También deberíamos acrecentar nuestra imaginación, ya que ella es el arma con la que podemos crear. Si antes decíamos “saber vivir”, ahora deberíamos decir “saber construir”. La imaginación no es perdernos en los recovecos de fantásticas imágenes que nos arrebatan, y que nos ayudan a escondernos pero no a afrontar la vida, sino que es el espejo, es la capacidad de captar imágenes superiores y es la fuerza de hacer que esas imágenes superiores se conviertan en realidades en nuestro mundo. Trabajar con la imaginación es convertirnos todos en artistas, y ser artistas consiste en que cada uno de nosotros se modele a sí mismo. Con la imaginación captamos ideas superiores; con la imaginación, en base a elementos puros y nobles, somos capaces de construir hombres puros y nobles, porque tenemos una idea, una imagen, un arquetipo, y ahora lo reproducimos como auténticos artistas de nosotros mismos.
Y no es solo acrecentar la memoria y la imaginación, sino que es también valorar nuestras reminiscencias, aceptarlas como si ellas fuesen una señal callada de un mundo que es hoy, de un mundo que es y seguirá siendo, y del cual formamos parte. En estas reminiscencias está precisamente aquello de nosotros que, siendo eterno, no acepta la muerte. Lo que normalmente puede parecer nos indiferente, absurdo o sin sentido alguno, de pronto se tiñe, se vuelve coloreado, tiene sentido; ahora ya sabemos por qué hacemos las cosas, para qué las hacemos. En síntesis, nuestra revolución sería un saber vivir a través de la memoria, un saber construir a través de la imaginación, para poder Ser.

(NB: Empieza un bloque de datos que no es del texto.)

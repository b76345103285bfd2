//! Follow camera
//!
//! Eases toward a target behind the player and layers a decaying random
//! shake on top. The core owns shake intensity and its decay; hosts only
//! get the fire-and-forget cue.

use glam::Vec3;
use rand::Rng;

use super::state::WorldState;
use crate::consts::{REF_FPS, SHAKE_INTENSITY};

/// Kick the shake to its fixed starting intensity.
pub fn start_shake(state: &mut WorldState) {
    state.camera_shake.intensity = SHAKE_INTENSITY;
}

/// Advance the follow camera by one tick.
pub fn update_camera(dt: f32, state: &mut WorldState) {
    let dt60 = dt * REF_FPS;
    let pos = state.player.position;
    state.camera.target_x = pos.x;
    state.camera.target_z = pos.z + 8.0;

    let mut shake_x = 0.0;
    let mut shake_y = 0.0;
    if state.camera_shake.intensity > 0.0 {
        shake_x = (state.rng.random::<f32>() - 0.5) * state.camera_shake.intensity;
        shake_y = (state.rng.random::<f32>() - 0.5) * state.camera_shake.intensity;
        state.camera_shake.intensity *= 0.9f32.powf(dt60);
        if state.camera_shake.intensity < 0.01 {
            state.camera_shake.intensity = 0.0;
        }
    }

    state.camera.position.x +=
        (state.camera.target_x - state.camera.position.x) * 0.1 * dt60 + shake_x;
    // No easing on the forward axis
    state.camera.position.z = state.camera.target_z;
    state.camera.position.y = pos.y + 5.0 + shake_y;
    state.camera.look_at = Vec3::new(pos.x, pos.y, pos.z - 5.0);
}
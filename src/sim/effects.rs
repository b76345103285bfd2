//! Transient visual bookkeeping
//!
//! Two-phase queue discipline: entities created mid-tick go to staging lists
//! and are promoted into the live collections (with fresh ids) only at the
//! next tick boundary, so no subsystem ever mutates a collection another is
//! iterating. Aging and culling run at the end of each tick.

use super::state::WorldState;
use crate::consts::REF_FPS;

/// Promote everything staged during the previous tick into the live
/// collections, assigning each entity a fresh monotonic id.
pub fn merge_staged(state: &mut WorldState) {
    let staged = std::mem::take(&mut state.particles_to_add);
    for mut p in staged {
        p.id = state.next_particle_id();
        state.particles.push(p);
    }
    let staged = std::mem::take(&mut state.effects_to_add);
    for mut e in staged {
        e.id = state.next_effect_id();
        state.effects.push(e);
    }
    let staged = std::mem::take(&mut state.boost_trail_to_add);
    for mut mark in staged {
        mark.id = state.next_particle_id();
        state.boost_trail.push(mark);
    }
    let staged = std::mem::take(&mut state.dynamite_sparks_to_add);
    for mut spark in staged {
        spark.id = state.next_particle_id();
        state.dynamite_sparks.push(spark);
    }
}

/// Age every live transient by its own decay rule and drop the dead ones.
pub fn update_effects(dt: f32, state: &mut WorldState) {
    let dt60 = dt * REF_FPS;

    for p in &mut state.particles {
        p.life -= 0.05 * dt60;
        p.position += p.velocity * dt;
    }
    state.particles.retain(|p| p.life > 0.0);

    for e in &mut state.effects {
        e.scale += 0.2 * dt60;
        e.opacity -= 0.05 * dt60;
    }
    state.effects.retain(|e| e.opacity > 0.0);

    for mark in &mut state.boost_trail {
        mark.life -= 0.02 * dt60;
    }
    state.boost_trail.retain(|mark| mark.life > 0.0);

    for s in &mut state.dynamite_sparks {
        s.life -= 0.08 * dt60;
        s.position += s.velocity * dt;
    }
    state.dynamite_sparks.retain(|s| s.life > 0.0);
}

#[cfg(test)]
mod tests {
    use super::*;
    use crate::sim::state::{Particle, RingEffect, Spark, TrailMark};
    use glam::Vec3;

    const DT: f32 = 1.0 / 60.0;

    fn stage_particle(state: &mut WorldState, life: f32) {
        state.particles_to_add.push(Particle {
            id: 0,
            position: Vec3::ZERO,
            velocity: Vec3::new(1.0, 0.0, 0.0),
            life,
            color: 0xffffff,
        });
    }

    #[test]
    fn test_staged_entities_become_live_only_on_merge() {
        let mut state = WorldState::new(1);
        stage_particle(&mut state, 1.0);

        // Aging alone never sees staged entries
        update_effects(DT, &mut state);
        assert!(state.particles.is_empty());
        assert_eq!(state.particles_to_add.len(), 1);

        merge_staged(&mut state);
        assert_eq!(state.particles.len(), 1);
        assert!(state.particles_to_add.is_empty());
        assert!(state.particles[0].id > 0);
    }

    #[test]
    fn test_promoted_ids_are_fresh_and_increasing() {
        let mut state = WorldState::new(2);
        stage_particle(&mut state, 1.0);
        stage_particle(&mut state, 1.0);
        state.dynamite_sparks_to_add.push(Spark {
            id: 0,
            position: Vec3::ZERO,
            velocity: Vec3::ZERO,
            life: 1.0,
        });

        merge_staged(&mut state);

        let a = state.particles[0].id;
        let b = state.particles[1].id;
        let c = state.dynamite_sparks[0].id;
        assert!(a < b && b < c);
    }

    #[test]
    fn test_particles_age_and_die() {
        let mut state = WorldState::new(3);
        stage_particle(&mut state, 0.04);
        merge_staged(&mut state);

        update_effects(DT, &mut state);
        assert!(state.particles.is_empty(), "life 0.04 dies after one frame");
    }

    #[test]
    fn test_particle_positions_integrate_velocity() {
        let mut state = WorldState::new(4);
        stage_particle(&mut state, 1.0);
        merge_staged(&mut state);

        update_effects(DT, &mut state);
        assert!((state.particles[0].position.x - DT).abs() < 1e-6);
    }

    #[test]
    fn test_rings_grow_and_fade() {
        let mut state = WorldState::new(5);
        state.effects_to_add.push(RingEffect {
            id: 0,
            position: Vec3::ZERO,
            scale: 1.0,
            opacity: 0.8,
            inner: 1.0,
            outer: 1.5,
            color: 0xffff00,
        });
        merge_staged(&mut state);

        update_effects(DT, &mut state);
        let ring = &state.effects[0];
        assert!(ring.scale > 1.0);
        assert!(ring.opacity < 0.8);

        // Runs out of opacity after 16 frames
        for _ in 0..20 {
            update_effects(DT, &mut state);
        }
        assert!(state.effects.is_empty());
    }

    #[test]
    fn test_trail_marks_only_lose_life() {
        let mut state = WorldState::new(6);
        state.boost_trail_to_add.push(TrailMark {
            id: 0,
            position: Vec3::new(2.0, 0.01, -3.0),
            angle: 0.4,
            life: 1.0,
        });
        merge_staged(&mut state);

        update_effects(DT, &mut state);
        let mark = &state.boost_trail[0];
        assert!(mark.life < 1.0);
        assert_eq!(mark.position, Vec3::new(2.0, 0.01, -3.0));
    }
}
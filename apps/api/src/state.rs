use std::sync::Arc;

use crate::analysis::normalizer::Normalizer;
use crate::analysis::scorer::{SimilarityScorer, TfidfCosineScorer};
use crate::config::Config;

/// Shared application state injected into all route handlers via Axum extractors.
#[derive(Clone)]
pub struct AppState {
    pub config: Config,
    /// English language resources, loaded once at startup. Read-only.
    pub normalizer: Arc<Normalizer>,
    /// Pluggable similarity scorer. Default: TfidfCosineScorer.
    pub scorer: Arc<dyn SimilarityScorer>,
}

impl AppState {
    pub fn new(config: Config) -> Self {
        Self {
            config,
            normalizer: Arc::new(Normalizer::english()),
            scorer: Arc::new(TfidfCosineScorer),
        }
    }
}
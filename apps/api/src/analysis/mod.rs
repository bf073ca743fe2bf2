// Résumé/job-description similarity scoring.
// Implements: PDF text extraction, text normalization, TF-IDF cosine scoring, request orchestration.
// PDF parsing and NLP are blocking and must run inside tokio::task::spawn_blocking.

pub mod extractor;
pub mod handlers;
pub mod normalizer;
pub mod pipeline;
pub mod scorer;
pub mod stop_words;
pub mod tfidf;
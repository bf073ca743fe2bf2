use axum::{
    http::StatusCode,
    response::{IntoResponse, Response},
    Json,
};
use serde_json::json;
use thiserror::Error;

use crate::analysis::extractor::ExtractionError;

/// Application-level error type.
/// Implements `IntoResponse` so Axum handlers can return `Result<T, AppError>`.
///
/// Every variant surfaces to the caller as a 500 with `{"error": "<message>"}`;
/// bad input and internal failures are intentionally reported the same way.
#[derive(Debug, Error)]
pub enum AppError {
    #[error("Missing required form field '{0}'")]
    MissingField(&'static str),

    #[error("Malformed upload: {0}")]
    MalformedUpload(String),

    #[error("Failed to extract text from '{filename}': {source}")]
    Extraction {
        filename: String,
        #[source]
        source: ExtractionError,
    },

    #[error("Scoring failed: {0}")]
    Scoring(String),

    #[error("Internal server error: {0}")]
    Internal(#[from] anyhow::Error),
}

impl IntoResponse for AppError {
    fn into_response(self) -> Response {
        let message = self.to_string();

        match &self {
            AppError::MissingField(_) | AppError::MalformedUpload(_) => {
                tracing::warn!("Rejected analysis request: {message}");
            }
            AppError::Extraction { .. } | AppError::Scoring(_) => {
                tracing::error!("Analysis failed: {message}");
            }
            AppError::Internal(e) => {
                tracing::error!("Internal error: {e:?}");
            }
        }

        let body = Json(json!({ "error": message }));

        (StatusCode::INTERNAL_SERVER_ERROR, body).into_response()
    }
}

También hay que recordar aquella vieja enseñanza que los orientales habían hecho suya, cuando intentaban explicar qué era la memoria. Explicaban que memoria era un atributo de la fidelidad a nosotros mismos. El hombre que se es fiel, que se recuerda, que se reconoce, que se construye, tiene memoria. Ese hombre probablemente no pueda contestar con toda certeza al quién soy, pero podrá decir algo que reviste para nosotros la máxima importancia y nos ayuda a dar el primer paso, un paso seguro por el Camino de la Evolución.